The group the researchers studied is not, in other words, a demographic cross section of humanity. It’s not a ride through Walt Disney’s “It’s a Small World.” It has no claim to the randomness that sampling requires. It is therefore an odd gang from which to extract truths about human behavior. Indeed, speaking as a former resident, I can attest that human behavior in Berkeley, California, is unlike human behavior anywhere else in the world. But the method by which these human truths were drawn was even less plausible. The setting the researchers constructed for their experiment was exquisite in its artificiality. To see how powerful people react in real life, the professors began by giving the kids a questionnaire asking them how powerful they felt. (“Agree or disagree: I think I have a great deal of power.”) The students were then divided into pairs and seated facing each other, two feet apart. Each student had a video camera trained on him and was wired to an electrocardiogram through receptors taped to his torso.

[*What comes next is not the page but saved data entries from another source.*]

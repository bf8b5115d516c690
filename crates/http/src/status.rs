use colloquy_model::ErrorKind;
use mime::Mime;
use reqwest::{Response, StatusCode, header};

/// Classifies an unsuccessful HTTP status.
pub fn error_kind_for_status(status: StatusCode) -> ErrorKind {
    match status {
        StatusCode::UNAUTHORIZED | StatusCode::FORBIDDEN => {
            ErrorKind::Authentication
        }
        StatusCode::TOO_MANY_REQUESTS => ErrorKind::RateLimitExceeded,
        StatusCode::REQUEST_TIMEOUT => ErrorKind::Transport,
        s if s.is_server_error() => ErrorKind::Transport,
        _ => ErrorKind::Other,
    }
}

/// Classifies an error raised by `reqwest` itself.
pub fn error_kind_for_reqwest(err: &reqwest::Error) -> ErrorKind {
    if let Some(status) = err.status() {
        return error_kind_for_status(status);
    }
    if err.is_decode() {
        return ErrorKind::MalformedResponse;
    }
    if err.is_timeout() || err.is_connect() || err.is_request() || err.is_body()
    {
        return ErrorKind::Transport;
    }
    ErrorKind::Other
}

/// Returns `true` if the response is a `text/event-stream`.
pub fn is_event_stream(resp: &Response) -> bool {
    resp.headers()
        .get(header::CONTENT_TYPE)
        .and_then(|v| v.to_str().ok())
        .and_then(|v| v.parse().ok())
        .map(|m: Mime| m.subtype().as_str() == "event-stream")
        .unwrap_or(false)
}

/// Turns a non-success response into an error kind with the body as the
/// message.
pub async fn check_response(
    resp: Response,
) -> Result<Response, (ErrorKind, String)> {
    let status = resp.status();
    if status.is_success() {
        return Ok(resp);
    }
    let kind = error_kind_for_status(status);
    let body = resp.text().await.unwrap_or_default();
    debug!("request failed with {status}: {body}");
    Err((kind, format!("{status}: {body}")))
}

#[cfg(test)]
mod tests {
    use super::*;

    #[test]
    fn test_status_mapping() {
        assert_eq!(
            error_kind_for_status(StatusCode::UNAUTHORIZED),
            ErrorKind::Authentication
        );
        assert_eq!(
            error_kind_for_status(StatusCode::FORBIDDEN),
            ErrorKind::Authentication
        );
        assert_eq!(
            error_kind_for_status(StatusCode::TOO_MANY_REQUESTS),
            ErrorKind::RateLimitExceeded
        );
        assert_eq!(
            error_kind_for_status(StatusCode::BAD_GATEWAY),
            ErrorKind::Transport
        );
        assert_eq!(
            error_kind_for_status(StatusCode::BAD_REQUEST),
            ErrorKind::Other
        );
    }
}
//! Replacing a long transcript by a model-written snapshot.

use colloquy_model::{GenerationConfig, Message, ModelRequest};

use crate::Error;
use crate::config::RetryOptions;
use crate::environment::EnvironmentContext;
use crate::event::CompressionRecord;
use crate::model_client::ModelClient;
use crate::prompts::{COMPRESSION_REQUEST, COMPRESSION_SYSTEM_PROMPT, SNAPSHOT_PREAMBLE};
use crate::retry::{no_fallback, with_retry};

pub(crate) struct Compressor<'a> {
    pub client: &'a ModelClient,
    pub retry: &'a RetryOptions,
    pub model: &'a str,
    /// Fraction of `context_window` above which compression is due.
    pub threshold: f64,
    pub context_window: u64,
    /// Restated in front of the snapshot.
    pub environment: Option<&'a EnvironmentContext>,
}

impl Compressor<'_> {
    /// Summarizes `messages` if they are over the threshold or `force` is
    /// set.
    ///
    /// Returns the compressed transcript, or `None` if nothing should
    /// change. A snapshot that is not smaller than the original is
    /// discarded.
    pub async fn compress(
        &self,
        messages: &[Message],
        force: bool,
    ) -> Result<Option<(Vec<Message>, CompressionRecord)>, Error> {
        if messages.is_empty() {
            return Ok(None);
        }

        let original_token_count = self.count_tokens(messages).await?;
        let limit = (self.threshold * self.context_window as f64) as u64;
        if !force && original_token_count <= limit {
            trace!("{original_token_count} tokens, below the limit of {limit}");
            return Ok(None);
        }
        debug!(force, "compressing {original_token_count} tokens");

        let mut summary_messages = messages.to_vec();
        summary_messages.push(Message::user_text(COMPRESSION_REQUEST));
        let req = ModelRequest {
            model: self.model.to_owned(),
            messages: summary_messages,
            config: GenerationConfig {
                system_instruction: Some(COMPRESSION_SYSTEM_PROMPT.trim().to_owned()),
                ..Default::default()
            },
            tools: vec![],
        };
        let resp = with_retry(self.retry, &mut (), |_| self.client.generate(&req), no_fallback).await?;
        let snapshot = resp.text.trim();
        if snapshot.is_empty() {
            warn!("model returned an empty snapshot");
            return Ok(None);
        }

        let preamble = match self.environment {
            Some(environment) => format!("{}\n\n{SNAPSHOT_PREAMBLE}", environment.describe()),
            None => SNAPSHOT_PREAMBLE.to_owned(),
        };
        let compressed = vec![Message::user_text(preamble), Message::model_text(snapshot)];
        let new_token_count = self.count_tokens(&compressed).await?;
        if new_token_count >= original_token_count {
            warn!(
                "discarding a snapshot of {new_token_count} tokens, \
                 the transcript has {original_token_count}"
            );
            return Ok(None);
        }
        Ok(Some((compressed, CompressionRecord {
            original_token_count,
            new_token_count,
        })))
    }

    async fn count_tokens(&self, messages: &[Message]) -> Result<u64, Error> {
        with_retry(
            self.retry,
            &mut (),
            |_| self.client.count_tokens(self.model, messages),
            no_fallback,
        )
        .await
    }
}

#[cfg(test)]
mod tests {
    use colloquy_model::ModelCapabilities;
    use colloquy_test_model::TestModelProvider;

    use super::*;

    fn history() -> Vec<Message> {
        vec![
            Message::user_text("a".repeat(2_000)),
            Message::model_text("b".repeat(2_000)),
        ]
    }

    fn compressor(client: &ModelClient) -> Compressor<'_> {
        static RETRY: RetryOptions = RetryOptions {
            max_attempts: 1,
            base_delay_ms: 0,
            max_delay_ms: 0,
            jitter: 0.0,
        };
        Compressor {
            client,
            retry: &RETRY,
            model: "test",
            threshold: 0.7,
            context_window: 1_000,
            environment: None,
        }
    }

    #[tokio::test]
    async fn test_below_threshold() {
        let model_provider = TestModelProvider::default();
        let client = ModelClient::new(model_provider.clone());
        let messages = vec![Message::user_text("short")];
        let result = compressor(&client).compress(&messages, false).await.unwrap();
        assert!(result.is_none());
        assert!(model_provider.generate_requests().is_empty());
    }

    #[tokio::test]
    async fn test_over_threshold() {
        let model_provider = TestModelProvider::default();
        model_provider.add_generate_response("<state_snapshot>goal</state_snapshot>");
        let client = ModelClient::new(model_provider.clone());

        let (messages, record) = compressor(&client)
            .compress(&history(), false)
            .await
            .unwrap()
            .unwrap();
        assert_eq!(record.original_token_count, 1_000);
        assert!(record.new_token_count < record.original_token_count);
        assert_eq!(messages[0].text(), SNAPSHOT_PREAMBLE);
        assert_eq!(messages[1].text(), "<state_snapshot>goal</state_snapshot>");

        let requests = model_provider.generate_requests();
        assert_eq!(requests.len(), 1);
        assert!(requests[0].tools.is_empty());
        assert_eq!(
            requests[0].messages.last().map(Message::text),
            Some(COMPRESSION_REQUEST.to_owned())
        );
    }

    #[tokio::test]
    async fn test_environment_is_restated() {
        let model_provider = TestModelProvider::default();
        model_provider.add_generate_response("<state_snapshot>goal</state_snapshot>");
        let client = ModelClient::new(model_provider);
        let environment = EnvironmentContext {
            working_dir: "/work".into(),
            date: "Monday, October 19, 2026".to_owned(),
            platform: "linux".to_owned(),
            full_context: None,
        };
        let compressor = Compressor {
            environment: Some(&environment),
            ..compressor(&client)
        };

        let (messages, _) = compressor.compress(&history(), true).await.unwrap().unwrap();
        assert_eq!(messages.len(), 2);
        let preamble = messages[0].text();
        assert!(preamble.starts_with(&environment.describe()));
        assert!(preamble.ends_with(SNAPSHOT_PREAMBLE));
    }

    #[tokio::test]
    async fn test_larger_snapshot_is_discarded() {
        let mut model_provider = TestModelProvider::default();
        model_provider.set_capabilities(ModelCapabilities {
            token_counting: true,
            ..Default::default()
        });
        model_provider.add_token_count(500);
        model_provider.add_token_count(600);
        model_provider.add_generate_response("a very long snapshot");
        let client = ModelClient::new(model_provider);

        let result = compressor(&client).compress(&history(), true).await.unwrap();
        assert!(result.is_none());
    }
}
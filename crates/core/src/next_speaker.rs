//! Deciding whether the model should keep talking after a text-only turn.

use colloquy_model::{Message, ModelRequest, Role};
use serde::Deserialize;
use serde_json::{Value, json};

use crate::Error;
use crate::config::RetryOptions;
use crate::model_client::ModelClient;
use crate::prompts::NEXT_SPEAKER_PROMPT;
use crate::retry::{no_fallback, with_retry};
use crate::transcript::Transcript;

#[derive(Clone, Copy, Debug, PartialEq, Eq, Deserialize)]
#[serde(rename_all = "lowercase")]
pub(crate) enum NextSpeaker {
    User,
    Model,
}

#[derive(Deserialize)]
struct NextSpeakerResponse {
    reasoning: String,
    next_speaker: NextSpeaker,
}

fn response_schema() -> Value {
    json!({
        "type": "object",
        "properties": {
            "reasoning": {
                "type": "string",
                "description": "Brief explanation justifying the 'next_speaker' choice based *strictly* on the applicable rule and the content/structure of the preceding turn."
            },
            "next_speaker": {
                "type": "string",
                "enum": ["user", "model"],
                "description": "Who should speak next based *only* on the preceding turn and the decision rules."
            }
        },
        "required": ["reasoning", "next_speaker"]
    })
}

/// Asks the model who speaks next.
///
/// Returns `None` when the transcript doesn't end with a non-empty model
/// message or the answer doesn't fit the schema.
pub(crate) async fn check_next_speaker(
    client: &ModelClient,
    retry: &RetryOptions,
    model: &str,
    transcript: &Transcript,
) -> Result<Option<NextSpeaker>, Error> {
    match transcript.messages().last() {
        Some(msg) if msg.role == Role::Model && !msg.is_empty() => {}
        _ => return Ok(None),
    }

    let mut messages = transcript.messages().to_vec();
    messages.push(Message::user_text(NEXT_SPEAKER_PROMPT));
    let req = ModelRequest {
        model: model.to_owned(),
        messages,
        config: Default::default(),
        tools: vec![],
    };
    let schema = response_schema();
    let value = with_retry(retry, &mut (), |_| client.generate_json(&req, &schema), no_fallback).await?;

    match serde_json::from_value::<NextSpeakerResponse>(value) {
        Ok(resp) => {
            debug!(next_speaker = ?resp.next_speaker, "{}", resp.reasoning);
            Ok(Some(resp.next_speaker))
        }
        Err(err) => {
            warn!("unexpected next speaker answer: {err}");
            Ok(None)
        }
    }
}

Then the students told each other traumatic stories from their personal experience, lasting no more than five minutes. The stories were supposed to be upsetting, or “emotionally evocative.”

After many regression analyses and much hierarchical linear modeling, the professors discovered that their conclusion matched their hypothesis: The “powerful” students—that is, the students who said on the questionnaire that they were feeling powerful that morning—showed less dramatic reactions to the stories than other students. Or, as the professors put it: “Our data suggest that social power attenuates emotional reactions to those who suffer.”

#more#Now, Ferguson’s arguments are all well-taken, but let’s pretend for a moment that the study actually measures something just not the thing the researchers and reporters claim. On its own terms, it doesn’t measure the attitudes of powerful people, it measures the attitudes of people with an unjustified sense of personal power. Asking a college kid if he thinks he has power is not a way of determining whether he has power, it’s a way of determining his inflated self-esteem. The actual rich and powerful don’t, as a rule, have an unjustified sense of personal power but a realistic one (and in my experience, a shocking share of them tend to be surprisingly humble). Maybe they’re insensitive, too. But this study doesn’t tell us anything about that.

Meanwhile, who does have an unjustified sense of their own personal power? Well, let’s see. If had to make a list, it would include: bureaucrats, TSA agents, government inspectors, traffic cops, Hollywood celebrities, intellectuals and journalists, just to name a few. I’m not saying this study really says anything about such people, but that interpretation makes more sense to me than anything about “conservatives.”

Oh and one last point about the interpretations of these studies. The core — hyper-liberal — assumption behind them is that the more liberal emotional or cognitive states are superior. In this study, it’s taken as a given that having more compassion is better than having too little. But that depends, doesn’t it? One can be too compassionate (or open-minded, or nuanced etc). This study could also demonstrate that “conservatives” get bored more quickly by pointless emotional bleating in lab conditions.

One of the key hints that these studies are conceived, conducted, and interpreted along lines sympathetic to liberals is that they are never seen as an indictment of the flattering self-image of liberals themselves. Anyway, for more on this and much else, I highly recommend “The New Phrenology.”